A new bill could ban tech mergers worth over $5 billion, Netflix is enforcing a new fee to stop password sharing with multiple households, and Amazon warehouse workers walk out.
That’s all the tech news that’s trending right now, welcome to Hashtag Trending. It’s Friday, March 18th, and I’m your host, Pragya Sehgal.
A new Congressional bill could ban tech mergers worth over $5 billion. The Prohibiting Anticompetitive Mergers Act (PAMA) would make it illegal to pursue prohibited mergers, including those worth over $5 billion or which provide market shares beyond 25 per cent for employers and 33 per cent for sellers. In addition, the bill would give antitrust regulators the ability to stop and review mergers. They would have the power to reject mergers outright, without requiring court orders. According to an Engadget report, the Federal Trade Commission has signalled a willingness to split up tech giants such as Meta despite approving mergers earlier. PAMA could make it easier to unwind those acquisitions and force brands like Instagram and WhatsApp to operate as separate businesses. While the act isn’t solely focused on tech companies, Senator Elizabeth Warren made clear that the industry was a target.

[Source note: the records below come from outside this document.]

//! Collection pipeline orchestration.
//!
//! Coordinates the full collect flow: paginate the feed API, write each page
//! as a batch file, optionally mirror condensed lines into the corpus, and
//! record run metadata. Pagination stops on an empty page, a missing or
//! non-advancing cursor, or a configured batch/post limit.
//!
//! Failure policy: a failed HTTP call aborts the run; batches already written
//! stay on disk (at-least-once, not exactly-once). No idempotency key is kept
//! across runs, so re-running can duplicate posts already fetched.

use anyhow::Result;
use chrono::Utc;

use crate::batches;
use crate::client::FeedClient;
use crate::config::Config;
use crate::corpus;
use crate::models::Post;

pub fn run_collect(
    config: &Config,
    max_batches: Option<usize>,
    cursor: Option<String>,
    dry_run: bool,
) -> Result<()> {
    let api = config
        .api
        .as_ref()
        .ok_or_else(|| anyhow::anyhow!("[api] section not configured"))?;
    let client = FeedClient::new(api)?;

    let max_batches = max_batches.or(config.collect.max_batches);
    let max_posts = config.collect.max_posts;
    let mut cursor = cursor.or_else(|| config.collect.initial_cursor.clone());

    if dry_run {
        let page = client.fetch_page(cursor.as_deref())?;
        println!("collect {} (dry-run)", api.group_id);
        println!("  posts on first page: {}", page.posts.len());
        println!(
            "  next cursor: {}",
            page.cursor.as_deref().unwrap_or("none")
        );
        return Ok(());
    }

    std::fs::create_dir_all(&config.storage.data_dir)?;

    let started_at = Utc::now();
    let mut batch_seq = batches::next_batch_seq(&config.storage.data_dir)?;
    let mut batches_written = 0usize;
    let mut total_posts = 0usize;
    let mut corpus_lines = 0usize;

    loop {
        if let Some(max) = max_batches {
            if batches_written >= max {
                println!("reached batch limit: {}", max);
                break;
            }
        }

        let page = client.fetch_page(cursor.as_deref())?;
        let mut posts = page.posts;
        if posts.is_empty() {
            println!("no more posts");
            break;
        }

        let mut post_limit_hit = false;
        if let Some(max) = max_posts {
            let remaining = max.saturating_sub(total_posts);
            if posts.len() >= remaining {
                posts.truncate(remaining);
                post_limit_hit = true;
            }
        }
        if posts.is_empty() {
            println!("reached post limit: {}", max_posts.unwrap_or(0));
            break;
        }

        if config.storage.save_json {
            batches::write_batch(&config.storage.data_dir, batch_seq, &posts)?;
        }
        if config.storage.save_corpus {
            let lines = condensed_lines(&posts);
            corpus_lines += lines.len();
            corpus::append_lines(&config.storage.corpus_file, &lines)?;
        }

        println!(
            "  batch {}: {} posts",
            batches::batch_file_name(batch_seq),
            posts.len()
        );
        total_posts += posts.len();
        batches_written += 1;
        batch_seq += 1;

        if post_limit_hit {
            println!("reached post limit: {}", max_posts.unwrap_or(0));
            break;
        }

        match page.cursor {
            None => {
                println!("no more pages");
                break;
            }
            Some(next) if cursor.as_deref() == Some(next.as_str()) => {
                println!("cursor did not advance; stopping");
                break;
            }
            Some(next) => cursor = Some(next),
        }
    }

    write_run_metadata(config, api, started_at, batches_written, total_posts)?;

    println!("collect {}", api.group_id);
    println!("  batches written: {}", batches_written);
    println!("  posts fetched: {}", total_posts);
    if config.storage.save_corpus {
        println!("  corpus lines appended: {}", corpus_lines);
    }
    println!("  data dir: {}", config.storage.data_dir.display());
    println!("ok");

    Ok(())
}

/// Condensed corpus lines for a page of posts. Posts with empty (whitespace
/// only) text are dropped.
pub fn condensed_lines(posts: &[Post]) -> Vec<String> {
    posts
        .iter()
        .filter_map(|post| {
            let text = post.text.trim();
            if text.is_empty() {
                return None;
            }
            Some(corpus::format_line(post.created_at.timestamp(), text))
        })
        .collect()
}

fn write_run_metadata(
    config: &Config,
    api: &crate::config::ApiConfig,
    started_at: chrono::DateTime<Utc>,
    batches: usize,
    posts: usize,
) -> Result<()> {
    let meta = serde_json::json!({
        "started_at": started_at.to_rfc3339(),
        "finished_at": Utc::now().to_rfc3339(),
        "group_id": api.group_id,
        "post_type": api.post_type,
        "total_batches": batches,
        "total_posts": posts,
    });

    let path = config.storage.data_dir.join("collect_meta.json");
    std::fs::write(&path, serde_json::to_string_pretty(&meta)?)?;
    Ok(())
}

If you share a Netflix password with multiple households, you may be a target of a new fee. The
streaming service will soon launch a test directed at cracking down on password sharing outside a user’s household. The test will begin within the next few weeks in Chile, Costa Rica, and Peru. The company will later decide whether to bring it to other markets. Through the test, Netflix will start letting standard and premium plan customers add accounts for up to two people they don’t live with for an extra monthly charge. “Extra members” will have their own profiles, logins and passwords. In its terms and conditions, Netflix prohibits password sharing but hasn’t strongly enforced the policy over the years. In 2016, the company even said it was fine with users sharing their passwords as long as customers didn’t sell them. However, in the past few years, Netflix has attempted to stop the practice.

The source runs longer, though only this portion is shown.